_PROBLEM REQUIREMENTS_
For the word "service", state how many lines of the records include it, with no other text.

_GIVEN DATA_

.....

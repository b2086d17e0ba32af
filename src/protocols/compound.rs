use alloy::primitives::{Address, B256, U256, address};
use alloy::sol;
use alloy::sol_types::SolCall;
use async_trait::async_trait;
use tracing::info;

use super::erc20::ensure_allowance;
use super::framework::{AdapterError, LegContext, ProtocolAdapter};

/// Arbitrum 上的 Compound v3 USDC 市场（Comet）。
pub const COMET_USDC_ARBITRUM: Address = address!("9c4ec768c28520B50860ea7a15bd7213a9fF58bf");
/// Arbitrum 原生 USDC。
pub const USDC_ARBITRUM: Address = address!("af88d065e77c8cC2239327C5EDb3A432268e5831");

sol! {
    interface IComet {
        function supply(address asset, uint256 amount) external;
    }
}

/// Compound v3 适配器。Comet 自身就是扣款方，授权目标与存入目标同址。
pub struct CompoundAdapter {
    comet: Address,
    asset: Address,
}

impl CompoundAdapter {
    pub fn new() -> Self {
        Self {
            comet: COMET_USDC_ARBITRUM,
            asset: USDC_ARBITRUM,
        }
    }

    #[cfg(test)]
    pub fn with_addresses(comet: Address, asset: Address) -> Self {
        Self { comet, asset }
    }
}

impl Default for CompoundAdapter {
    fn default() -> Self {
        Self::new()
    }
}

#[async_trait]
impl ProtocolAdapter for CompoundAdapter {
    fn venue(&self) -> &'static str {
        "compound-v3"
    }

    async fn supply(&self, ctx: &LegContext<'_>, amount_minor: u64) -> Result<B256, AdapterError> {
        let wallet = ctx.require_wallet(self.venue())?;
        let amount = U256::from(amount_minor);

        ensure_allowance(ctx, self.venue(), self.asset, self.comet, amount).await?;

        let call = IComet::supplyCall {
            asset: self.asset,
            amount,
        };
        let tx = ctx
            .client
            .submit(wallet.signer.as_ref(), self.comet, call.abi_encode().into())
            .await?;

        let receipt = ctx.client.wait_for_receipt(tx).await?;
        if !receipt.success {
            return Err(AdapterError::SupplyReverted {
                venue: self.venue(),
                tx,
            });
        }

        info!(
            target: "protocols::compound",
            comet = %self.comet,
            amount_minor,
            tx = %tx,
            block = receipt.block_number,
            "Compound 存入已确认"
        );
        Ok(tx)
    }
}

#[cfg(test)]
mod tests {
    use alloy::primitives::Address;

    use super::*;
    use crate::chain::ChainId;
    use crate::chain::testutil::{MockChainClient, test_wallet};

    #[tokio::test]
    async fn reverted_supply_maps_to_descriptive_error() {
        let adapter =
            CompoundAdapter::with_addresses(Address::repeat_byte(0xbb), Address::repeat_byte(0xdd));
        let client = MockChainClient::new(ChainId::ARBITRUM).with_receipt_results(vec![true, false]);
        let wallet = test_wallet();
        let ctx = LegContext {
            wallet: Some(&wallet),
            client: &client,
        };

        let err = adapter.supply(&ctx, 5_000).await.expect_err("revert");
        assert!(matches!(err, AdapterError::SupplyReverted { .. }));
    }
}
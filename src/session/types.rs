//! Wire types for the off-chain session protocol.
//!
//! Frames are JSON objects correlated by a numeric `requestId`. Server
//! frames without one are unsolicited pushes and are dropped by the
//! transport after a debug log line.

use rust_decimal::Decimal;
use serde::{Deserialize, Serialize};
use serde_json::Value;

use crate::game::{ActionKind, GameEntity};

#[derive(Debug, Clone, Serialize)]
#[serde(rename_all = "camelCase")]
pub struct ClientFrame<'a> {
    pub request_id: u64,
    pub method: &'a str,
    pub params: Value,
}

#[derive(Debug, Clone, Deserialize)]
#[serde(rename_all = "camelCase")]
pub struct ServerFrame {
    #[serde(default)]
    pub request_id: Option<u64>,
    #[serde(default)]
    pub method: Option<String>,
    #[serde(default)]
    pub result: Option<Value>,
    #[serde(default)]
    pub error: Option<WireError>,
}

#[derive(Debug, Clone, Deserialize)]
#[serde(rename_all = "camelCase")]
pub struct WireError {
    pub code: i32,
    pub message: String,
}

#[derive(Debug, Clone, Serialize)]
#[serde(rename_all = "camelCase")]
pub struct AuthRequestParams {
    pub address: String,
}

#[derive(Debug, Clone, Deserialize)]
#[serde(rename_all = "camelCase")]
pub struct AuthChallenge {
    pub challenge: String,
}

#[derive(Debug, Clone, Serialize)]
#[serde(rename_all = "camelCase")]
pub struct AuthVerifyParams {
    pub address: String,
    pub challenge: String,
    /// Hex-encoded signature over the challenge bytes.
    pub signature: String,
}

#[derive(Debug, Clone, Serialize)]
#[serde(rename_all = "camelCase")]
pub struct SessionCreateParams {
    pub owner: String,
    pub application: String,
}

#[derive(Debug, Clone, Deserialize)]
#[serde(rename_all = "camelCase")]
pub struct SessionCreated {
    pub session_id: String,
}

#[derive(Debug, Clone, Serialize)]
#[serde(rename_all = "camelCase")]
pub struct ActionParams<'a> {
    pub session_id: &'a str,
    pub owner: String,
    pub kind: ActionKind,
    pub entity_id: &'a str,
    #[serde(skip_serializing_if = "Option::is_none")]
    pub amount: Option<Decimal>,
    /// Defensive snapshot of the board state accompanying the update.
    pub entities: &'a [GameEntity],
}

#[derive(Debug, Clone, Deserialize)]
#[serde(rename_all = "camelCase")]
pub struct ActionAck {
    pub accepted: bool,
    #[serde(default)]
    pub estimated_savings_usd: Option<Decimal>,
}

/// Final allocation entry handed to the service on close.
#[derive(Debug, Clone, Serialize, Deserialize)]
#[serde(rename_all = "camelCase")]
pub struct Allocation {
    pub asset: String,
    pub destination: String,
    pub amount: String,
}

#[derive(Debug, Clone, Serialize)]
#[serde(rename_all = "camelCase")]
pub struct SessionCloseParams<'a> {
    pub session_id: &'a str,
    pub owner: String,
    pub allocations: &'a [Allocation],
}
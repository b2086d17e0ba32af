use alloy::primitives::B256;
use rust_decimal::Decimal;
use time::OffsetDateTime;

use crate::protocols::ProtocolId;

#[derive(Debug, Clone, Copy, PartialEq, Eq)]
pub enum TransactionStatus {
    Confirmed,
    Failed,
}

/// 单条结算腿的结果。成功携带交易哈希，失败携带可读错误。
#[derive(Debug, Clone)]
pub struct TransactionRecord {
    pub protocol: ProtocolId,
    pub status: TransactionStatus,
    pub tx_hash: Option<B256>,
    pub error: Option<String>,
}

impl TransactionRecord {
    pub fn confirmed(protocol: ProtocolId, tx_hash: B256) -> Self {
        Self {
            protocol,
            status: TransactionStatus::Confirmed,
            tx_hash: Some(tx_hash),
            error: None,
        }
    }

    pub fn failed(protocol: ProtocolId, error: String) -> Self {
        Self {
            protocol,
            status: TransactionStatus::Failed,
            tx_hash: None,
            error: Some(error),
        }
    }
}

/// 一次结算尝试的不可变记录。创建后不再修改，UI 层保留到
/// 下一次结算为止。全腿失败也是合法的可检视结果，与
/// “会话关闭失败、未存任何记录”是两种不同的情况。
#[derive(Debug, Clone)]
pub struct SettlementResult {
    /// 被关闭的链下会话标识。
    pub session_id: String,
    /// 关闭时刻捕获的累计动作数。
    pub action_count: u64,
    /// 关闭时刻捕获的累计节省估算（美元）。
    pub savings_usd: Decimal,
    pub completed_at: OffsetDateTime,
    /// 与合格实体一一对应、保持输入顺序的腿结果。
    pub records: Vec<TransactionRecord>,
}

impl SettlementResult {
    pub fn confirmed_count(&self) -> usize {
        self.records
            .iter()
            .filter(|record| record.status == TransactionStatus::Confirmed)
            .count()
    }

    pub fn failed_count(&self) -> usize {
        self.records.len() - self.confirmed_count()
    }
}
use std::collections::HashMap;
use std::sync::Arc;
use std::sync::atomic::{AtomicU64, Ordering};
use std::time::Duration;

use async_trait::async_trait;
use futures::{SinkExt, StreamExt};
use serde_json::Value;
use thiserror::Error;
use tokio::sync::{Mutex, oneshot};
use tokio::task::JoinHandle;
use tokio_tungstenite::{
    MaybeTlsStream, WebSocketStream, connect_async,
    tungstenite::{Message, client::IntoClientRequest, http::HeaderValue},
};
use tracing::{debug, error, trace, warn};
use url::Url;

use super::types::{ClientFrame, ServerFrame};

type PendingSender = oneshot::Sender<Result<Value, TransportError>>;
type PendingMap = HashMap<u64, PendingSender>;
type ConnectorStream = MaybeTlsStream<tokio::net::TcpStream>;
type WsSink = futures::stream::SplitSink<WebSocketStream<ConnectorStream>, Message>;
type WsStream = futures::stream::SplitStream<WebSocketStream<ConnectorStream>>;

const USER_AGENT: &str = "demeter/0.1";

#[derive(Debug, Error)]
pub enum TransportError {
    #[error("websocket handshake failed: {0}")]
    Handshake(String),
    #[error("websocket transport error: {0}")]
    Transport(#[from] tokio_tungstenite::tungstenite::Error),
    #[error("connection closed before the response arrived")]
    ConnectionClosed,
    #[error("timed out waiting for response")]
    Timeout,
    #[error("message serialization error: {0}")]
    Json(#[from] serde_json::Error),
    #[error("server error: code={code} message={message}")]
    Response { code: i32, message: String },
}

/// Request/response seam over the off-chain service. The concrete
/// implementation is a WebSocket client; tests swap in a scripted stub.
#[async_trait]
pub trait SessionTransport: Send + Sync {
    async fn request(&self, method: &str, params: Value) -> Result<Value, TransportError>;

    /// Tear the connection down. Safe to call more than once.
    async fn shutdown(&self);
}

/// Async WebSocket client for the session endpoint.
///
/// One reader task owns the receive half and routes response frames to
/// the pending oneshot matching their `requestId`; frames without one
/// are unsolicited pushes and are dropped after a debug line.
pub struct WsTransport {
    inner: Arc<WsInner>,
    reader_handle: Mutex<Option<JoinHandle<()>>>,
    request_timeout: Duration,
}

struct WsInner {
    sink: Mutex<WsSink>,
    pending: Mutex<PendingMap>,
    next_request_id: AtomicU64,
}

impl WsTransport {
    pub async fn connect(
        endpoint: &Url,
        request_timeout: Duration,
    ) -> Result<Self, TransportError> {
        let mut request = endpoint
            .as_str()
            .into_client_request()
            .map_err(|err| TransportError::Handshake(format!("failed to build request: {err}")))?;
        request
            .headers_mut()
            .insert("User-Agent", HeaderValue::from_static(USER_AGENT));

        let (stream, _response) = connect_async(request).await?;
        let (sink, reader) = stream.split();

        let inner = Arc::new(WsInner {
            sink: Mutex::new(sink),
            pending: Mutex::new(HashMap::new()),
            next_request_id: AtomicU64::new(1),
        });

        let reader_handle = {
            let inner_clone = inner.clone();
            tokio::spawn(async move {
                if let Err(err) = reader_loop(reader, &inner_clone).await {
                    warn!(target: "session::transport", "reader loop terminated: {err:?}");
                }
                // Fail whatever is still in flight so callers never hang.
                let mut pending = inner_clone.pending.lock().await;
                for (_, sender) in pending.drain() {
                    let _ = sender.send(Err(TransportError::ConnectionClosed));
                }
            })
        };

        Ok(Self {
            inner,
            reader_handle: Mutex::new(Some(reader_handle)),
            request_timeout,
        })
    }
}

#[async_trait]
impl SessionTransport for WsTransport {
    async fn request(&self, method: &str, params: Value) -> Result<Value, TransportError> {
        let id = self.inner.next_request_id.fetch_add(1, Ordering::Relaxed);
        let frame = ClientFrame {
            request_id: id,
            method,
            params,
        };
        let payload = serde_json::to_string(&frame)?;

        let (tx, rx) = oneshot::channel();
        self.inner.pending.lock().await.insert(id, tx);

        trace!(target: "session::transport", request_id = id, method, "sending frame");
        {
            let mut sink = self.inner.sink.lock().await;
            if let Err(err) = sink.send(Message::Text(payload.into())).await {
                self.inner.pending.lock().await.remove(&id);
                return Err(TransportError::Transport(err));
            }
        }

        match tokio::time::timeout(self.request_timeout, rx).await {
            Ok(Ok(result)) => result,
            Ok(Err(_)) => Err(TransportError::ConnectionClosed),
            Err(_) => {
                self.inner.pending.lock().await.remove(&id);
                Err(TransportError::Timeout)
            }
        }
    }

    async fn shutdown(&self) {
        if let Some(handle) = self.reader_handle.lock().await.take() {
            handle.abort();
        }
        let mut sink = self.inner.sink.lock().await;
        let _ = sink.send(Message::Close(None)).await;
    }
}

impl Drop for WsTransport {
    fn drop(&mut self) {
        if let Ok(mut guard) = self.reader_handle.try_lock() {
            if let Some(handle) = guard.take() {
                handle.abort();
            }
        }
    }
}

async fn reader_loop(mut reader: WsStream, inner: &Arc<WsInner>) -> Result<(), TransportError> {
    while let Some(message) = reader.next().await {
        match message {
            Ok(Message::Text(text)) => {
                if let Err(err) = handle_text_frame(inner, text.as_str()).await {
                    error!(target: "session::transport", "failed to handle frame: {err:?}");
                }
            }
            Ok(Message::Close(frame)) => {
                warn!(target: "session::transport", "server closed the connection: {frame:?}");
                break;
            }
            Ok(Message::Ping(payload)) => {
                let mut sink = inner.sink.lock().await;
                if let Err(err) = sink.send(Message::Pong(payload)).await {
                    error!(target: "session::transport", "failed to send pong: {err}");
                }
            }
            Ok(Message::Pong(_)) => {
                trace!(target: "session::transport", "received pong");
            }
            Ok(other) => {
                debug!(target: "session::transport", "ignoring non-text message: {other:?}");
            }
            Err(err) => return Err(TransportError::Transport(err)),
        }
    }
    Ok(())
}

async fn handle_text_frame(inner: &Arc<WsInner>, text: &str) -> Result<(), TransportError> {
    let frame: ServerFrame = serde_json::from_str(text)?;

    let Some(request_id) = frame.request_id else {
        debug!(
            target: "session::transport",
            method = frame.method.as_deref().unwrap_or("<none>"),
            "dropping unsolicited frame"
        );
        return Ok(());
    };

    let sender = inner.pending.lock().await.remove(&request_id);
    let Some(sender) = sender else {
        warn!(
            target: "session::transport",
            request_id,
            "received response for unknown request id"
        );
        return Ok(());
    };

    let outcome = if let Some(error) = frame.error {
        Err(TransportError::Response {
            code: error.code,
            message: error.message,
        })
    } else {
        Ok(frame.result.unwrap_or(Value::Null))
    };
    let _ = sender.send(outcome);
    Ok(())
}
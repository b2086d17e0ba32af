use alloy::primitives::{Address, B256, U256, address};
use alloy::sol;
use alloy::sol_types::SolCall;
use async_trait::async_trait;
use tracing::info;

use super::erc20::ensure_allowance;
use super::framework::{AdapterError, LegContext, ProtocolAdapter};

/// Base 上的 Aave v3 Pool。
pub const AAVE_V3_POOL_BASE: Address = address!("A238Dd80C259a72e81d7e4664a9801593F98d1c5");
/// Base 原生 USDC。
pub const USDC_BASE: Address = address!("833589fCD6eDb6E08f4c7C32D4f71b54bdA02913");

sol! {
    interface IPool {
        function supply(address asset, uint256 amount, address onBehalfOf, uint16 referralCode) external;
    }
}

/// Aave v3 借贷市场适配器：先授权 Pool 扣款，授权打包后再存入。
/// Spark 与 Aave 共享同一个底层市场，二者都分发到本适配器。
pub struct AaveAdapter {
    pool: Address,
    asset: Address,
}

impl AaveAdapter {
    pub fn new() -> Self {
        Self {
            pool: AAVE_V3_POOL_BASE,
            asset: USDC_BASE,
        }
    }

    #[cfg(test)]
    pub fn with_addresses(pool: Address, asset: Address) -> Self {
        Self { pool, asset }
    }
}

impl Default for AaveAdapter {
    fn default() -> Self {
        Self::new()
    }
}

#[async_trait]
impl ProtocolAdapter for AaveAdapter {
    fn venue(&self) -> &'static str {
        "aave-v3"
    }

    async fn supply(&self, ctx: &LegContext<'_>, amount_minor: u64) -> Result<B256, AdapterError> {
        let wallet = ctx.require_wallet(self.venue())?;
        let amount = U256::from(amount_minor);

        ensure_allowance(ctx, self.venue(), self.asset, self.pool, amount).await?;

        let call = IPool::supplyCall {
            asset: self.asset,
            amount,
            onBehalfOf: wallet.address,
            referralCode: 0,
        };
        let tx = ctx
            .client
            .submit(wallet.signer.as_ref(), self.pool, call.abi_encode().into())
            .await?;

        let receipt = ctx.client.wait_for_receipt(tx).await?;
        if !receipt.success {
            return Err(AdapterError::SupplyReverted {
                venue: self.venue(),
                tx,
            });
        }

        info!(
            target: "protocols::aave",
            pool = %self.pool,
            amount_minor,
            tx = %tx,
            block = receipt.block_number,
            "Aave 存入已确认"
        );
        Ok(tx)
    }
}
impl SessionManager {
    pub fn new(config: &SessionConfig) -> Result<Self, SessionError> {
        let connector = Box::new(WsConnector {
            request_timeout: Duration::from_millis(config.request_timeout_ms),
        });
        Self::with_connector(config, connector)
    }

    pub fn with_connector(
        config: &SessionConfig,
        connector: Box<dyn TransportConnector>,
    ) -> Result<Self, SessionError> {
        let endpoint = Url::parse(config.ws_url.trim())
            .map_err(|err| SessionError::Endpoint(format!("{}: {err}", config.ws_url)))?;
        Ok(Self {
            endpoint,
            application: config.application.clone(),
            fallback_savings_per_action: config.fallback_savings_per_action_usd,
            connector,
            transport: Mutex::new(None),
            phase: Mutex::new(Phase::Disconnected),
            state: Mutex::new(SessionState::default()),
            listeners: Mutex::new(Vec::new()),
        })
    }

    /// Register a state listener. The current snapshot is pushed to the
    /// new listener immediately so it never starts blind.
    pub fn on_state(&self, listener: impl Fn(&SessionState) + Send + Sync + 'static) {
        let snapshot = self.state.lock().clone();
        listener(&snapshot);
        self.listeners.lock().push(Box::new(listener));
    }

    pub fn state(&self) -> SessionState {
        self.state.lock().clone()
    }

    /// Establish the transport and prove the signer's identity via
    /// challenge/response. Idempotent while already connected: repeated
    /// calls refresh nothing and never spawn a second transport.
    pub async fn connect(&self, signer: &dyn TxSigner) -> Result<(), SessionError> {
        {
            let mut phase = self.phase.lock();
            if *phase != Phase::Disconnected {
                debug!(target: "session::manager", "already connected; connect is a no-op");
                return Ok(());
            }
            *phase = Phase::Connecting;
        }

        let transport = match self.connector.connect(&self.endpoint).await {
            Ok(transport) => transport,
            Err(err) => {
                *self.phase.lock() = Phase::Disconnected;
                return Err(SessionError::Auth(format!("transport setup failed: {err}")));
            }
        };

        if let Err(err) = self.authenticate(transport.as_ref(), signer).await {
            transport.shutdown().await;
            *self.phase.lock() = Phase::Disconnected;
            return Err(err);
        }

        *self.transport.lock() = Some(transport);
        *self.phase.lock() = Phase::Connected;
        self.state.lock().connected = true;
        info!(target: "session::manager", endpoint = %self.endpoint, "session endpoint authenticated");
        self.emit();
        Ok(())
    }

    async fn authenticate(
        &self,
        transport: &dyn SessionTransport,
        signer: &dyn TxSigner,
    ) -> Result<(), SessionError> {
        let address = signer.address().to_string();

        let raw = transport
            .request("auth.request", json!({ "address": address }))
            .await
            .map_err(|err| SessionError::Auth(format!("challenge request failed: {err}")))?;
        let challenge: AuthChallenge = serde_json::from_value(raw)
            .map_err(|err| SessionError::Auth(format!("malformed challenge: {err}")))?;

        let signature = signer
            .sign_message(challenge.challenge.as_bytes())
            .await
            .map_err(|err| SessionError::Auth(format!("signer rejected the challenge: {err}")))?;

        let verify = AuthVerifyParams {
            address,
            challenge: challenge.challenge,
            signature: format!("0x{}", hex::encode(signature)),
        };
        let verify = serde_json::to_value(&verify).map_err(TransportError::Json)?;
        transport
            .request("auth.verify", verify)
            .await
            .map_err(|err| SessionError::Auth(format!("verification failed: {err}")))?;
        Ok(())
    }

    /// Open one application session scoped to `owner`.
    pub async fn create_game_session(&self, owner: Address) -> Result<(), SessionError> {
        let transport = self.active_transport()?;
        {
            let phase = self.phase.lock();
            match *phase {
                Phase::Connected => {}
                Phase::SessionOpen | Phase::Settling => {
                    return Err(SessionError::Session("a session is already open".into()));
                }
                _ => return Err(SessionError::NotConnected),
            }
        }

        let params = SessionCreateParams {
            owner: owner.to_string(),
            application: self.application.clone(),
        };
        let params = serde_json::to_value(&params).map_err(TransportError::Json)?;
        let raw = transport
            .request("session.create", params)
            .await
            .map_err(session_reject)?;
        let created: SessionCreated = serde_json::from_value(raw)
            .map_err(|err| SessionError::Session(format!("malformed create response: {err}")))?;

        {
            let mut state = self.state.lock();
            state.session_active = true;
            state.session_id = Some(created.session_id.clone());
            state.action_count = 0;
            state.action_breakdown.clear();
            state.estimated_savings_usd = Decimal::ZERO;
        }
        *self.phase.lock() = Phase::SessionOpen;
        info!(
            target: "session::manager",
            session_id = %created.session_id,
            owner = %owner,
            "game session opened"
        );
        self.emit();
        Ok(())
    }

    /// Send one off-chain state update. Counters are updated only after
    /// the service acknowledges the action (pessimistic rule): a failed
    /// round trip leaves the tracked state untouched.
    pub async fn submit_game_action(
        &self,
        action: &GameAction,
        entities: &[GameEntity],
        owner: Address,
    ) -> Result<(), SessionError> {
        let transport = self.active_transport()?;
        let session_id = self.open_session_id()?;

        let params = ActionParams {
            session_id: &session_id,
            owner: owner.to_string(),
            kind: action.kind,
            entity_id: &action.entity_id,
            amount: action.amount,
            entities,
        };
        let params = serde_json::to_value(&params).map_err(TransportError::Json)?;
        let raw = transport.request("session.action", params).await?;
        let ack: ActionAck = serde_json::from_value(raw)
            .map_err(|err| SessionError::Session(format!("malformed action ack: {err}")))?;
        if !ack.accepted {
            return Err(SessionError::Session(
                "action rejected by the session service".into(),
            ));
        }

        {
            let mut state = self.state.lock();
            state.action_count += 1;
            *state.action_breakdown.entry(action.kind).or_insert(0) += 1;
            state.estimated_savings_usd += ack
                .estimated_savings_usd
                .unwrap_or(self.fallback_savings_per_action);
        }
        self.emit();
        Ok(())
    }

    /// Close the session with a final allocation set. Terminal on
    /// success: no further actions are valid until a new session opens.
    pub async fn settle_session(
        &self,
        owner: Address,
        final_allocations: &[Allocation],
    ) -> Result<(), SessionError> {
        let transport = self.active_transport()?;
        let session_id = self.open_session_id()?;
        *self.phase.lock() = Phase::Settling;

        let params = SessionCloseParams {
            session_id: &session_id,
            owner: owner.to_string(),
            allocations: final_allocations,
        };
        let params = match serde_json::to_value(&params) {
            Ok(value) => value,
            Err(err) => {
                *self.phase.lock() = Phase::SessionOpen;
                return Err(SessionError::Settlement(format!(
                    "failed to encode close request: {err}"
                )));
            }
        };

        match transport.request("session.close", params).await {
            Ok(_) => {
                {
                    let mut state = self.state.lock();
                    state.session_active = false;
                    state.session_id = None;
                    state.action_count = 0;
                    state.action_breakdown.clear();
                    state.estimated_savings_usd = Decimal::ZERO;
                }
                *self.phase.lock() = Phase::Connected;
                info!(
                    target: "session::manager",
                    session_id = %session_id,
                    "session closed"
                );
                self.emit();
                Ok(())
            }
            Err(err) => {
                // The session is still open on the service side as far as
                // we know; leave the local state where it was.
                *self.phase.lock() = Phase::SessionOpen;
                warn!(
                    target: "session::manager",
                    session_id = %session_id,
                    error = %err,
                    "session close failed"
                );
                Err(SessionError::Settlement(err.to_string()))
            }
        }
    }

    /// Tear the transport down unconditionally and reset to
    /// disconnected. Safe to call repeatedly and from any state.
    pub async fn disconnect(&self) {
        let transport = self.transport.lock().take();
        if let Some(transport) = transport {
            transport.shutdown().await;
        }
        *self.phase.lock() = Phase::Disconnected;
        *self.state.lock() = SessionState::default();
        info!(target: "session::manager", "disconnected");
        self.emit();
    }

    fn active_transport(&self) -> Result<Arc<dyn SessionTransport>, SessionError> {
        self.transport
            .lock()
            .clone()
            .ok_or(SessionError::NotConnected)
    }

    fn open_session_id(&self) -> Result<String, SessionError> {
        let phase = *self.phase.lock();
        if !matches!(phase, Phase::SessionOpen | Phase::Settling) {
            return Err(SessionError::NoSession);
        }
        self.state
            .lock()
            .session_id
            .clone()
            .ok_or(SessionError::NoSession)
    }

    fn emit(&self) {
        let snapshot = self.state.lock().clone();
        let listeners = self.listeners.lock();
        for listener in listeners.iter() {
            listener(&snapshot);
        }
    }
}

fn session_reject(err: TransportError) -> SessionError {
    match err {
        TransportError::Response { message, .. } => SessionError::Session(message),
        other => SessionError::Transport(other),
    }
}

#[async_trait]
impl SessionSettler for SessionManager {
    fn snapshot(&self) -> SessionState {
        self.state()
    }

    async fn close_session(
        &self,
        owner: Address,
        final_allocations: Vec<Allocation>,
    ) -> Result<(), SessionError> {
        self.settle_session(owner, &final_allocations).await
    }
}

.....

_EXERCISE ANSWER_
5